Via Haaretz: Health Ministry announces end to Israel's seven-month-long polio crisis. Excerpt:
Seven months after the polio virus was discovered in Israeli sewage and four-and-a-half months after the introduction of a national vaccination scheme, the Health Ministry has concluded that the crisis is over. Haaretz has learned that recent samples from sewage treatment plants tested negative for the virus.
The finding, coupled with the fact that stool samples taken throughout this period from people in areas where the virus was present in sewage all tested negative, means the episode that began in May 2013 ended without a single new case of the disease.
“The polio crisis is indeed behind us, but we remain diligent,” Health Ministry Director General Dr. Ronni Gamzu told Haaretz. He noted, however, that because the virus has been detected in neighboring countries, the oral polio vaccine has been added to the regular vaccination schedule, “and it is important that the public continues to be vaccinated.”
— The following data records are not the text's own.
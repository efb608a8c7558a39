//! The power-of-two free-list allocator.
//!
//! Twenty-eight size classes (2^4 through 2^31 bytes) are each backed by an
//! on-disk doubly-linked chain of 2048-byte free-list blocks; the tail of
//! the chain is the only block ever appended to, and a block that falls
//! behind the tail is never mutated again except through its `next`
//! pointer at the moment it stops being the tail.
//!
//! Everything past the free lists is served from a bump area at the end of
//! the file, grown in [`PREALLOC_SIZE`](crate::config::PREALLOC_SIZE)
//! chunks, as many at a time as a single request needs.

use std::rc::Rc;

use crate::codec::{read_u64, write_u64};
use crate::config::*;
use crate::device::ByteDevice;
use crate::error::{Error, Result};

/// Smallest extent ever handed out: an 8-byte size header plus 8 bytes of
/// payload.
const MIN_REALSIZE: u64 = 16;

/// Largest realsize the 28 size classes can represent (2^31, the top of
/// the class range in spec.md §3).
const MAX_REALSIZE: u64 = 1 << 31;

fn realsize_of(size: u64) -> Result<u64> {
    let realsize = std::cmp::max(MIN_REALSIZE, (size + 8).next_power_of_two());
    if realsize > MAX_REALSIZE {
        return Err(Error::InvalidArgument(format!(
            "allocation of {} bytes needs a size class beyond the 2 GiB ceiling",
            size
        )));
    }
    Ok(realsize)
}

/// Size-class index for an already-power-of-two `realsize`.
pub fn size_class_for_realsize(realsize: u64) -> usize {
    (63 - realsize.leading_zeros() - MIN_SIZE_CLASS_EXP) as usize
}

fn class_of(size: u64) -> Result<(u64, usize)> {
    let realsize = realsize_of(size)?;
    Ok((realsize, size_class_for_realsize(realsize)))
}

/// Payload size of a free-list block: 3 `u64` header fields plus 252 item
/// slots, chosen so the whole extent (header + payload) is exactly
/// [`FREELIST_BLOCK_SIZE`] bytes.
const FREELIST_BLOCK_PAYLOAD: u64 = FREELIST_BLOCK_SIZE - 8;

const FL_PREV_OFF: u64 = 0;
const FL_NEXT_OFF: u64 = 8;
const FL_NUMITEMS_OFF: u64 = 16;
const FL_ITEMS_OFF: u64 = 24;

fn fl_item_off(index: usize) -> u64 {
    FL_ITEMS_OFF + (index as u64) * 8
}

fn head_block_offset(class: usize) -> u64 {
    HDR_FREELIST_POS + (class as u64) * FREELIST_BLOCK_SIZE
}

/// Append `value` to `vec`, growing its capacity fallibly first so an
/// in-memory allocation failure surfaces as [`Error::OutOfMemory`] instead
/// of aborting the process.
fn try_push(vec: &mut Vec<u64>, value: u64) -> Result<()> {
    vec.try_reserve(1).map_err(|_| Error::OutOfMemory)?;
    vec.push(value);
    Ok(())
}

/// In-memory bookkeeping for one size class's on-disk chain.
struct Chain {
    /// Payload offsets of every block in the chain, head first.
    blocks: Vec<u64>,
    /// Number of live entries in the tail block, mirroring its on-disk
    /// `numitems` field.
    last_items: usize,
}

pub struct Allocator {
    device: Rc<dyn ByteDevice>,
    free: u64,
    freeoff: u64,
    chains: Vec<Chain>,
    write_barrier: bool,
}

impl Allocator {
    /// Build the in-memory allocator state from an already-laid-out file:
    /// read `free`/`freeoff` from the header and walk each class's on-disk
    /// chain starting at its fixed head block.
    pub fn open(device: Rc<dyn ByteDevice>) -> Result<Allocator> {
        let free = read_u64(&*device, HDR_FREE_POS)?;
        let freeoff = read_u64(&*device, HDR_FREEOFF_POS)?;

        let mut chains = Vec::with_capacity(FREELIST_COUNT);
        for class in 0..FREELIST_COUNT {
            let head = head_block_offset(class);
            let mut blocks = vec![head];
            let mut cur = head;
            loop {
                let next = read_u64(&*device, cur + FL_NEXT_OFF)?;
                if next == 0 {
                    break;
                }
                try_push(&mut blocks, next)?;
                cur = next;
            }
            let last_items = read_u64(&*device, cur + FL_NUMITEMS_OFF)? as usize;
            chains.push(Chain { blocks, last_items });
        }

        Ok(Allocator {
            device,
            free,
            freeoff,
            chains,
            write_barrier: true,
        })
    }

    pub fn set_write_barrier(&mut self, enabled: bool) {
        self.write_barrier = enabled;
    }

    fn barrier(&self) -> Result<()> {
        if self.write_barrier {
            self.device.sync()?;
        }
        Ok(())
    }

    fn persist_free_header(&self) -> Result<()> {
        write_u64(&*self.device, HDR_FREE_POS, self.free)?;
        write_u64(&*self.device, HDR_FREEOFF_POS, self.freeoff)?;
        Ok(())
    }

    /// Returns the original `size` argument passed to `allocate` for the
    /// extent whose payload begins at `offset`.
    pub fn size_of(&self, offset: u64) -> Result<u64> {
        read_u64(&*self.device, offset - 8)
    }

    /// Allocate a writable extent of at least `size` bytes. Returns the
    /// file offset of the caller-visible payload (8 bytes past the
    /// extent's own size header).
    pub fn allocate(&mut self, size: u64) -> Result<u64> {
        let (realsize, class) = class_of(size)?;

        if let Some(payload_off) = self.pop(class, size)? {
            return Ok(payload_off);
        }

        self.bump_allocate(size, realsize)
    }

    fn bump_allocate(&mut self, size: u64, realsize: u64) -> Result<u64> {
        // A single PREALLOC_SIZE chunk only covers requests up to that size;
        // a value blob (or node) bigger than the grow granularity needs the
        // tail grown by as many chunks as it takes to cover `realsize`, or
        // `self.free -= realsize` below would underflow.
        while self.free < realsize {
            let cur_len = self.device.len()?;
            self.device.resize(cur_len + PREALLOC_SIZE)?;
            self.free += PREALLOC_SIZE;
        }
        let header_off = self.freeoff;
        self.freeoff += realsize;
        self.free -= realsize;
        self.persist_free_header()?;
        write_u64(&*self.device, header_off, size)?;
        self.barrier()?;
        Ok(header_off + 8)
    }

    /// Pop protocol for `class`. Returns `Ok(None)` if the class's free
    /// list has nothing to offer and the caller should fall back to
    /// bump allocation.
    fn pop(&mut self, class: usize, requested_size: u64) -> Result<Option<u64>> {
        loop {
            let tail = *self.chains[class].blocks.last().unwrap();
            let last_items = self.chains[class].last_items;

            if last_items == 0 {
                if self.chains[class].blocks.len() > 1 {
                    // Drop the empty tail, unlinking it from its predecessor.
                    let removed = self.chains[class].blocks.pop().unwrap();
                    let prev = *self.chains[class].blocks.last().unwrap();
                    write_u64(&*self.device, prev + FL_NEXT_OFF, 0)?;
                    self.barrier()?;
                    self.chains[class].last_items = FREELIST_BLOCK_ITEMS;

                    if class == freelist_block_class() {
                        // The removed block is itself exactly the size
                        // this request needs: short-circuit and hand it
                        // back directly instead of looping through free().
                        if requested_size != FREELIST_BLOCK_PAYLOAD {
                            write_u64(&*self.device, removed - 8, requested_size)?;
                            self.barrier()?;
                        }
                        return Ok(Some(removed));
                    }
                    self.free(removed)?;
                    continue;
                }
                // Head block is empty and there is nothing before it.
                return Ok(None);
            }

            let entry_off = fl_item_off(last_items - 1);
            let entry = read_u64(&*self.device, tail + entry_off)?;
            self.chains[class].last_items -= 1;
            write_u64(&*self.device, tail + FL_NUMITEMS_OFF, (last_items - 1) as u64)?;
            self.barrier()?;

            let existing_size = read_u64(&*self.device, entry)?;
            if existing_size != requested_size {
                write_u64(&*self.device, entry, requested_size)?;
                self.barrier()?;
            }
            return Ok(Some(entry + 8));
        }
    }

    /// Release an extent previously returned by `allocate`. `offset` is the
    /// caller's payload pointer; the size header sits 8 bytes earlier.
    pub fn free(&mut self, offset: u64) -> Result<()> {
        let header_off = offset - 8;
        let user_size = read_u64(&*self.device, header_off)?;
        let (_, class) = class_of(user_size)?;

        let tail = *self.chains[class].blocks.last().unwrap();
        let tail_full = self.chains[class].last_items == FREELIST_BLOCK_ITEMS;

        if tail_full && class == freelist_block_class() {
            // Re-entrancy special case: the extent being freed is exactly
            // sized to serve as the next free-list block. Adopt it
            // directly instead of asking the allocator (which would pop
            // from the very list we are trying to grow).
            write_u64(&*self.device, offset + FL_PREV_OFF, tail)?;
            write_u64(&*self.device, offset + FL_NEXT_OFF, 0)?;
            write_u64(&*self.device, offset + FL_NUMITEMS_OFF, 0)?;
            self.barrier()?;
            write_u64(&*self.device, tail + FL_NEXT_OFF, offset)?;
            self.barrier()?;
            try_push(&mut self.chains[class].blocks, offset)?;
            self.chains[class].last_items = 0;
            return Ok(());
        }

        let target_tail = if tail_full {
            let new_block = self.allocate(FREELIST_BLOCK_PAYLOAD)?;
            write_u64(&*self.device, new_block + FL_PREV_OFF, tail)?;
            write_u64(&*self.device, new_block + FL_NEXT_OFF, 0)?;
            write_u64(&*self.device, new_block + FL_NUMITEMS_OFF, 0)?;
            self.barrier()?;
            write_u64(&*self.device, tail + FL_NEXT_OFF, new_block)?;
            self.barrier()?;
            try_push(&mut self.chains[class].blocks, new_block)?;
            self.chains[class].last_items = 0;
            new_block
        } else {
            tail
        };

        let items = self.chains[class].last_items;
        write_u64(&*self.device, target_tail + fl_item_off(items), header_off)?;
        self.barrier()?;
        self.chains[class].last_items += 1;
        write_u64(
            &*self.device,
            target_tail + FL_NUMITEMS_OFF,
            self.chains[class].last_items as u64,
        )?;
        self.barrier()?;
        Ok(())
    }
}

pub fn freelist_block_class() -> usize {
    size_class_for_realsize(FREELIST_BLOCK_SIZE)
}

/// Zero every free-list head block in a freshly laid out file.
pub fn init_empty_heads(device: &dyn ByteDevice) -> Result<()> {
    let zeros = [0u8; FREELIST_BLOCK_SIZE as usize];
    for class in 0..FREELIST_COUNT {
        device.pwrite(&zeros, head_block_offset(class))?;
    }
    Ok(())
}

#[cfg(test)]
mod test {
    use super::*;
    use crate::device::OsFileDevice;
    use tempfile::tempdir;

    fn fresh_allocator() -> (tempfile::TempDir, Allocator) {
        let dir = tempdir().unwrap();
        let path = dir.path().join("db");
        let device: Rc<dyn ByteDevice> = Rc::new(OsFileDevice::create_or_open(&path).unwrap());
        device.resize(HDR_SIZE).unwrap();
        init_empty_heads(&*device).unwrap();
        write_u64(&*device, HDR_FREE_POS, 0).unwrap();
        write_u64(&*device, HDR_FREEOFF_POS, HDR_SIZE).unwrap();
        let alloc = Allocator::open(device).unwrap();
        (dir, alloc)
    }

    #[test]
    fn realsize_matches_power_of_two_floor() {
        assert_eq!(realsize_of(0).unwrap(), 16);
        assert_eq!(realsize_of(8).unwrap(), 16);
        assert_eq!(realsize_of(9).unwrap(), 32);
        assert_eq!(realsize_of(100).unwrap(), 128);
    }

    #[test]
    fn allocate_rejects_oversize_request() {
        assert!(matches!(
            realsize_of(1u64 << 31),
            Err(Error::InvalidArgument(_))
        ));
    }

    #[test]
    fn size_of_round_trips_through_allocate() {
        let (_dir, mut alloc) = fresh_allocator();
        for n in [0u64, 1, 15, 100, 4096, 1 << 20] {
            let off = alloc.allocate(n).unwrap();
            assert_eq!(alloc.size_of(off).unwrap(), n);
        }
    }

    #[test]
    fn allocation_larger_than_one_prealloc_chunk_grows_the_tail_enough() {
        // A value blob bigger than a single PREALLOC_SIZE chunk must grow
        // the bump area by as many chunks as it needs, not just one.
        let (_dir, mut alloc) = fresh_allocator();
        let size = PREALLOC_SIZE * 3;
        let off = alloc.allocate(size).unwrap();
        assert_eq!(alloc.size_of(off).unwrap(), size);
        assert!(alloc.freeoff >= off + size);
    }

    #[test]
    fn freed_extent_is_reused_by_same_class() {
        let (_dir, mut alloc) = fresh_allocator();
        let a = alloc.allocate(100).unwrap();
        alloc.free(a).unwrap();
        let freeoff_before = alloc.freeoff;
        let b = alloc.allocate(100).unwrap();
        assert_eq!(a, b);
        assert_eq!(alloc.freeoff, freeoff_before);
    }

    #[test]
    fn many_allocate_free_cycles_bound_growth() {
        let (_dir, mut alloc) = fresh_allocator();
        let mut offsets = Vec::new();
        for _ in 0..2000 {
            offsets.push(alloc.allocate(100).unwrap());
        }
        for off in offsets.into_iter().rev() {
            alloc.free(off).unwrap();
        }
        let freeoff_after_first_pass = alloc.freeoff;
        for _ in 0..2000 {
            alloc.allocate(100).unwrap();
        }
        // All reuse should come from the free list built above; no net
        // growth of the bump area.
        assert_eq!(alloc.freeoff, freeoff_after_first_pass);
    }

    #[test]
    fn freelist_blocks_other_than_tail_stay_full() {
        let (_dir, mut alloc) = fresh_allocator();
        let mut offsets = Vec::new();
        for _ in 0..(FREELIST_BLOCK_ITEMS * 3) {
            offsets.push(alloc.allocate(100).unwrap());
        }
        for off in offsets {
            alloc.free(off).unwrap();
        }
        let (_, class) = class_of(100).unwrap();
        let chain = &alloc.chains[class];
        for &block in &chain.blocks[..chain.blocks.len() - 1] {
            let numitems = read_u64(&*alloc.device, block + FL_NUMITEMS_OFF).unwrap();
            assert_eq!(numitems, FREELIST_BLOCK_ITEMS as u64);
        }
    }
}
Between 1990 and 2004 Israeli children received both the oral polio vaccine, consisting of a weakened, or attenuated, form of the live virus and the inactive polio vaccine, containing the inactive, or dead, form of the virus. In 2004 OPV was dropped from the immunization schedule, until the recent scare.
Ministry officials are cautiously starting to speak of the crisis in the past tense, moving on to analyze and to reach conclusions about the most significant public health event in Israel in recent years. Since the national vaccination drive began, on August 18, the oral vaccine was administered to 980,000 children under nine, or 79 percent of the 1.2 million children in Israel in this age group.
Ministry officials say this high vaccination rate — it exceeded their expectations — coupled with the 98-percent vaccination rate for the inactive polio vaccine, means the entire Israeli population is adequately protected from the disease.